[Stored items]
○ ○ ○ ○ ○ ○ ○

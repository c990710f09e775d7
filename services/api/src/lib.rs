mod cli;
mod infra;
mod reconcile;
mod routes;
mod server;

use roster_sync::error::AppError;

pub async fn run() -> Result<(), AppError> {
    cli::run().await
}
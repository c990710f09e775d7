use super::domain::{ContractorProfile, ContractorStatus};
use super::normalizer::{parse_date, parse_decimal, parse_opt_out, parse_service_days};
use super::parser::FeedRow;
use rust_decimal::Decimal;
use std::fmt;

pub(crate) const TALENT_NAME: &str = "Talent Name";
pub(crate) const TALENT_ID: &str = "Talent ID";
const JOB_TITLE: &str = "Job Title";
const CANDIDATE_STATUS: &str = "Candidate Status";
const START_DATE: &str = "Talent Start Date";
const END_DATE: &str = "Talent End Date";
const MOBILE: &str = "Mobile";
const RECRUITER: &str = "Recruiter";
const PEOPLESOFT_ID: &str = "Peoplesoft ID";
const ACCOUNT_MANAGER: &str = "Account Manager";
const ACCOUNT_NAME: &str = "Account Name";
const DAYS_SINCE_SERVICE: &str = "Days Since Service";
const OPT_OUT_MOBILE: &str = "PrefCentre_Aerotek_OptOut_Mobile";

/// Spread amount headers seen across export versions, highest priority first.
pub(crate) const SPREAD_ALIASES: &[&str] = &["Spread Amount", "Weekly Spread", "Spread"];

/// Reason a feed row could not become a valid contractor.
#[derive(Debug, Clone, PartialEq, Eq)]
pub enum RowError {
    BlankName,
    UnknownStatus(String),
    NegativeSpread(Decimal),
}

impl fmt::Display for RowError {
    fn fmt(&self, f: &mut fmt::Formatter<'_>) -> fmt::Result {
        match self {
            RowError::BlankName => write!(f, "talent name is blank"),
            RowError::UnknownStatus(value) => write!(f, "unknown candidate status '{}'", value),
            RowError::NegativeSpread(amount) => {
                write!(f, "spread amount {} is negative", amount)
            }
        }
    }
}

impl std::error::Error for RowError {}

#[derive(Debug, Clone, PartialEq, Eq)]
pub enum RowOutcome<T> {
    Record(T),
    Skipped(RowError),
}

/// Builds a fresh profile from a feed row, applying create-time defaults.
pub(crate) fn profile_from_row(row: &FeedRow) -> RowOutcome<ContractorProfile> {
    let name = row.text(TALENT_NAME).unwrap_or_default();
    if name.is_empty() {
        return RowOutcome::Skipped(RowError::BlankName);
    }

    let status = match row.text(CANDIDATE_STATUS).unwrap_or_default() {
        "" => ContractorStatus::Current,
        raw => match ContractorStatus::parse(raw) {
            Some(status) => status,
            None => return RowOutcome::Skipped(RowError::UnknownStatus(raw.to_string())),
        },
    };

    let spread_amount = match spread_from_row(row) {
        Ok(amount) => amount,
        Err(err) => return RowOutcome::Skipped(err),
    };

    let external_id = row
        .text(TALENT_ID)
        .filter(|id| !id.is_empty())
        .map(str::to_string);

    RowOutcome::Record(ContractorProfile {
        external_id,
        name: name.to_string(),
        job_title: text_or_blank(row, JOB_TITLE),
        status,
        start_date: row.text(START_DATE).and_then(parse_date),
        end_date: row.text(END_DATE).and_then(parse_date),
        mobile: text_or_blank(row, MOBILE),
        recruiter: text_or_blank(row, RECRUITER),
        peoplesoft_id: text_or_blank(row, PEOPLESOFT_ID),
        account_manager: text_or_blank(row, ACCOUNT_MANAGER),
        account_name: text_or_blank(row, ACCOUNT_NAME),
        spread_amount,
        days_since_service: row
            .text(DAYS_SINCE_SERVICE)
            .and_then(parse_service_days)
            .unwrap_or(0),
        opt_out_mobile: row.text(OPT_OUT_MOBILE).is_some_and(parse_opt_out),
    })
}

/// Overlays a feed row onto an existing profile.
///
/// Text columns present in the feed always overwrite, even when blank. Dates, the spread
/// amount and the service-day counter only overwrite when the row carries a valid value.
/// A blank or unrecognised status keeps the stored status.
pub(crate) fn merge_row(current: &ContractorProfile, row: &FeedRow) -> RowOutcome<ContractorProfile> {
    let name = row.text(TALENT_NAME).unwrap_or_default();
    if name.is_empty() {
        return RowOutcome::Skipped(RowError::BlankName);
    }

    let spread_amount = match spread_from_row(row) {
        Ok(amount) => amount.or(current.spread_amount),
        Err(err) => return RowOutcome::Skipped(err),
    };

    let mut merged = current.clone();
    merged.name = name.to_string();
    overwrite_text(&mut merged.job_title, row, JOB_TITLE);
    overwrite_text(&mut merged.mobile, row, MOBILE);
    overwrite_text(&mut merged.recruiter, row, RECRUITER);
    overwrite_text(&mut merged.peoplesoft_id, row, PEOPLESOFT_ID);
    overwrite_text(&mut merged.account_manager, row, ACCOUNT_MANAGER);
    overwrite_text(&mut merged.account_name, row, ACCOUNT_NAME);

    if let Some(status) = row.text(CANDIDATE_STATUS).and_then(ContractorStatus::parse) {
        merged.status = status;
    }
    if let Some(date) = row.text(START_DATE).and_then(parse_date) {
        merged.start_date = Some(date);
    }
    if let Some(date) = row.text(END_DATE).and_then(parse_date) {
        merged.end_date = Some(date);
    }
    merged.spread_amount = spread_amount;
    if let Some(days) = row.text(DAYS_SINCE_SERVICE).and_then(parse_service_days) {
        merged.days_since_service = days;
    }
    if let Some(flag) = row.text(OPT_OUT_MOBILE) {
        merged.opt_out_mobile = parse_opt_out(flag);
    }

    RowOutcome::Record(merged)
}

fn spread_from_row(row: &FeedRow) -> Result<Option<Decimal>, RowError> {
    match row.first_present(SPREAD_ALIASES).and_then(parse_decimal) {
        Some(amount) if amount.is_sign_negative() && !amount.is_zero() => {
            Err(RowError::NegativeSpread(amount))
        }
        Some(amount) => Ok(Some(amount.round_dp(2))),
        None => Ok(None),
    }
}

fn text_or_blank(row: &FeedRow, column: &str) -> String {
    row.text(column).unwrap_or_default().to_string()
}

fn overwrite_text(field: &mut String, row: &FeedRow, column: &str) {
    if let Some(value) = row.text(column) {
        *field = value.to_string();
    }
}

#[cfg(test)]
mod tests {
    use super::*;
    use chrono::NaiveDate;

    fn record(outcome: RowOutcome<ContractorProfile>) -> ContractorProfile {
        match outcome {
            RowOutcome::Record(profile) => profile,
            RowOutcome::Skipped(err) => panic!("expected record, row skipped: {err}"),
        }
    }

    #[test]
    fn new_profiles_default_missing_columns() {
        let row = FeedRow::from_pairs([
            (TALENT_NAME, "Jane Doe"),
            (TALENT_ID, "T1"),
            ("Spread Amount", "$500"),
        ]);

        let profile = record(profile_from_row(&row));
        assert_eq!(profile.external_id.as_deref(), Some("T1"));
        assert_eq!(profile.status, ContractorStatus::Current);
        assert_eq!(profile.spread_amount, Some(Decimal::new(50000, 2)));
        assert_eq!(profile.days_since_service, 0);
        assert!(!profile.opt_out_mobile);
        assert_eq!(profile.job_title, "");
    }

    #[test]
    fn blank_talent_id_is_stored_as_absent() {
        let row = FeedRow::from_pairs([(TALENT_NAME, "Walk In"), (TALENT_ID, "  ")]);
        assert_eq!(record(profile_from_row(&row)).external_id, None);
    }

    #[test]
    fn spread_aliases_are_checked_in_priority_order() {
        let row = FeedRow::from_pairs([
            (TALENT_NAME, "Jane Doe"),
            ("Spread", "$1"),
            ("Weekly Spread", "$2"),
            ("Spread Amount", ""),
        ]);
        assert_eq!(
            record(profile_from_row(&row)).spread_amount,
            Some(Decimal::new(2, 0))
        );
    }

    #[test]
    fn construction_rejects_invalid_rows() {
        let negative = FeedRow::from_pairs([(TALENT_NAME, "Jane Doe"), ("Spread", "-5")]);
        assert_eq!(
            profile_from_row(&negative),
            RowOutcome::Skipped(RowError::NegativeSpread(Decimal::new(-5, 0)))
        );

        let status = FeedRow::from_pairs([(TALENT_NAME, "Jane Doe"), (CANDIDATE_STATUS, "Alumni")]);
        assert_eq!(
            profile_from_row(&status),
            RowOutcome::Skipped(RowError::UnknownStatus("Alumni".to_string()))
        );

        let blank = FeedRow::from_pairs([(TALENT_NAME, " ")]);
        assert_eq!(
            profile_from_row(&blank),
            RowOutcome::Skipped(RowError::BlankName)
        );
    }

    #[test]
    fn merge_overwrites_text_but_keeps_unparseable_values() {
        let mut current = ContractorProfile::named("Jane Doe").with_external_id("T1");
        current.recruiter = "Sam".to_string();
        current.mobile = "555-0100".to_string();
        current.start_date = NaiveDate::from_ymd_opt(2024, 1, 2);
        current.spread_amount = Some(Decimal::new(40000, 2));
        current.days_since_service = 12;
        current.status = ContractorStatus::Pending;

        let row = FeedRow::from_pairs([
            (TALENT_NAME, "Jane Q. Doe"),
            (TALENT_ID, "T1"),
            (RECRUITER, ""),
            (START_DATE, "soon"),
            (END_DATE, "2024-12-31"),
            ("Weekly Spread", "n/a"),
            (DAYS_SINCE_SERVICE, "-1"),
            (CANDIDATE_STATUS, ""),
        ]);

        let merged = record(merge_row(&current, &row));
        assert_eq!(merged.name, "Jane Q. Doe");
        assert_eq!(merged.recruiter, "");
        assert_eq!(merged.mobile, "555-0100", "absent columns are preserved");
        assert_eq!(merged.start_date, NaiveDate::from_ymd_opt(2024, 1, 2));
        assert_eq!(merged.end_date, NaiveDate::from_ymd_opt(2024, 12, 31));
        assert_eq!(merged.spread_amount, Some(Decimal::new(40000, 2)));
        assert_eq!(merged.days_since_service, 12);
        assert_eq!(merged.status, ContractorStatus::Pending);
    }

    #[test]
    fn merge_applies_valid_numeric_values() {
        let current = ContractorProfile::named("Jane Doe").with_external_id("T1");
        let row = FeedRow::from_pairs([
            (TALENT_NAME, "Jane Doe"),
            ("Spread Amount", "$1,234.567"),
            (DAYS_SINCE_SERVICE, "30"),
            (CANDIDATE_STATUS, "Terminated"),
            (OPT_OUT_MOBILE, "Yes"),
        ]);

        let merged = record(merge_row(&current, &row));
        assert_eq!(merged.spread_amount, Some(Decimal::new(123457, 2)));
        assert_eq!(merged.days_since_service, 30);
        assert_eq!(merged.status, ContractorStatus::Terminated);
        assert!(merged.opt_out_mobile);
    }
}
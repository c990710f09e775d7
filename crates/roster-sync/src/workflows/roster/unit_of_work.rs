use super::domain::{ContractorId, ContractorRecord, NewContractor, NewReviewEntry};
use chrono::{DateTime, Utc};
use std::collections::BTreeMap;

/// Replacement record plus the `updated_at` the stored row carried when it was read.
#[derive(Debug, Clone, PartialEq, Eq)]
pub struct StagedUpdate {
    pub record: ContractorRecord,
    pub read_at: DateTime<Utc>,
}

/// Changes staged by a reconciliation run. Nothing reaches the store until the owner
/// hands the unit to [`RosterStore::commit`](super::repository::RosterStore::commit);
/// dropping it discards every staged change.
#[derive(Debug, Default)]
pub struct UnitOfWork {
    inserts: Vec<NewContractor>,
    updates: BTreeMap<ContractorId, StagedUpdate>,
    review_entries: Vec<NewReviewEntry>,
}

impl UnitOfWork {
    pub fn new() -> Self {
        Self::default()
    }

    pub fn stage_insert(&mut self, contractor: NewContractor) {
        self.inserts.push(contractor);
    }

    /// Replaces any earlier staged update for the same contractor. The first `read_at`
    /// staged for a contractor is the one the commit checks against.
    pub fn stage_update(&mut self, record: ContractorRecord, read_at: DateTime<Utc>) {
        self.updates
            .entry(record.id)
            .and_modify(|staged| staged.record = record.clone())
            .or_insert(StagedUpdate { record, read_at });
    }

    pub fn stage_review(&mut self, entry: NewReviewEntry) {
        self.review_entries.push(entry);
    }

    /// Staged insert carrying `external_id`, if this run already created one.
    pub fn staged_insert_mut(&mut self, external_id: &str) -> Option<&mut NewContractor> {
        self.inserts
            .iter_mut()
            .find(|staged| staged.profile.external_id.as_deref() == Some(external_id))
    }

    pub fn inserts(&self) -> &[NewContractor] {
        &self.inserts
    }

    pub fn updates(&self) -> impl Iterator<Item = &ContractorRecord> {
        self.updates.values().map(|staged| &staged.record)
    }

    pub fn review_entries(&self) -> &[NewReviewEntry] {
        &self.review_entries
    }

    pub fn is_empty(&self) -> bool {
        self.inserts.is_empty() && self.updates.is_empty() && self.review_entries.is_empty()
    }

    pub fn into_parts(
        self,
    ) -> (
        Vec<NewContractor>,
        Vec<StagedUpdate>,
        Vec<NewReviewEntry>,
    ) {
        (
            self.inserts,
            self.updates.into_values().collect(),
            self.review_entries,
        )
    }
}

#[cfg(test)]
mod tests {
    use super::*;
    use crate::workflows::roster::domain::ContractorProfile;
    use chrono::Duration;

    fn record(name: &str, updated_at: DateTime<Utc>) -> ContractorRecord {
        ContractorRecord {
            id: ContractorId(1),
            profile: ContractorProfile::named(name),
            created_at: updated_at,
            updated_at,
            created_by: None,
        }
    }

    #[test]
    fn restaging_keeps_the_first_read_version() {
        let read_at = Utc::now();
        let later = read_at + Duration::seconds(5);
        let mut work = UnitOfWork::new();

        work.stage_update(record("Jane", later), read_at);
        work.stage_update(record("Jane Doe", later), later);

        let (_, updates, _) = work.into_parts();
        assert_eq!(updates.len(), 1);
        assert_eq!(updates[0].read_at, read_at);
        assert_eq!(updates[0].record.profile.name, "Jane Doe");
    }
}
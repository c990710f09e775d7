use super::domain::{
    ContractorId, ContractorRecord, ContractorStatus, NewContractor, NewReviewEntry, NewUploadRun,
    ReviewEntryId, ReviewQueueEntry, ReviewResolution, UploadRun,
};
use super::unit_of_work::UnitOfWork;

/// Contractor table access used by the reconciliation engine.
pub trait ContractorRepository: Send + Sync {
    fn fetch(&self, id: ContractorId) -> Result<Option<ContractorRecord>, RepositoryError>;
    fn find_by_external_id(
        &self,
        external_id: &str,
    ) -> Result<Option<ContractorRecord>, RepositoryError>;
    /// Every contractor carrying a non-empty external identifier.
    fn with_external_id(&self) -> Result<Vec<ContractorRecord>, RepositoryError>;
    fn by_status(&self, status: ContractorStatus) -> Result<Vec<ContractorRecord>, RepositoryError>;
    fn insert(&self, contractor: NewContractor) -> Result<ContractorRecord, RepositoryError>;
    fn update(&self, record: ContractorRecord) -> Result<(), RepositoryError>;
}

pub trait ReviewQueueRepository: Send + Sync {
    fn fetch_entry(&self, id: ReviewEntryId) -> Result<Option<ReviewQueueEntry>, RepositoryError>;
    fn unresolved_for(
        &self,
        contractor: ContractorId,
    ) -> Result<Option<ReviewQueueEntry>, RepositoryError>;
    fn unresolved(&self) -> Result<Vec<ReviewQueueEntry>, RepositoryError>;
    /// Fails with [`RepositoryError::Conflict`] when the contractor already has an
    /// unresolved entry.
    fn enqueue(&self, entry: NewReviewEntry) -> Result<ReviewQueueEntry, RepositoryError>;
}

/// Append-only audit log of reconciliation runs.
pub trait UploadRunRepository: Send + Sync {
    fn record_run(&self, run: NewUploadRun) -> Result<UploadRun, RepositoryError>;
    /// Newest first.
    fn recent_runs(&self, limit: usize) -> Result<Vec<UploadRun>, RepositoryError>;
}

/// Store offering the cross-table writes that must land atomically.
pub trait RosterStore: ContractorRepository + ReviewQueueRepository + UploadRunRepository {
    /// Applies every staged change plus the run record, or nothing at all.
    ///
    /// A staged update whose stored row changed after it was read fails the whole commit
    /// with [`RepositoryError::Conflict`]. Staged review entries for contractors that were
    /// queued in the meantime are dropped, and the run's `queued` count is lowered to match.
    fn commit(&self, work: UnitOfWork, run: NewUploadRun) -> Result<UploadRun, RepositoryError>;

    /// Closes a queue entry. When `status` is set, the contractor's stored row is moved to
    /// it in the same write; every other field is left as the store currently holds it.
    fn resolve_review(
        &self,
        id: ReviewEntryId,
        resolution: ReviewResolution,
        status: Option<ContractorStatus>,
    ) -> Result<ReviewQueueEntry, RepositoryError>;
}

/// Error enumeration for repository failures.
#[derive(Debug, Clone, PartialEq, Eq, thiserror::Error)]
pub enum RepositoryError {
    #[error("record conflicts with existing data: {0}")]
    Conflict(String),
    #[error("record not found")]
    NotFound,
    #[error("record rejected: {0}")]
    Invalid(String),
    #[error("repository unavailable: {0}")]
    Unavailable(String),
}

○ ○ ○ ○ ○ ○ ○

● **Task description**:
Find the line with "use crate::workflows::roster::domain::ContractorProfile;" in the entries above. Retype it and each line after it, exactly, through the line with "let (_, updates, _)", and stop there.

● **Exercise response**:
    use crate::workflows::roster::domain::ContractorProfile;
    use chrono::Duration;

    fn record(name: &str, updated_at: DateTime<Utc>) -> ContractorRecord {
        ContractorRecord {
            id: ContractorId(1),
            profile: ContractorProfile::named(name),
            created_at: updated_at,
            updated_at,
            created_by: None,
        }
    }

    #[test]
    fn restaging_keeps_the_first_read_version() {
        let read_at = Utc::now();
        let later = read_at + Duration::seconds(5);
        let mut work = UnitOfWork::new();

        work.stage_update(record("Jane", later), read_at);
        work.stage_update(record("Jane Doe", later), later);

        let (_, updates, _) = work.into_parts();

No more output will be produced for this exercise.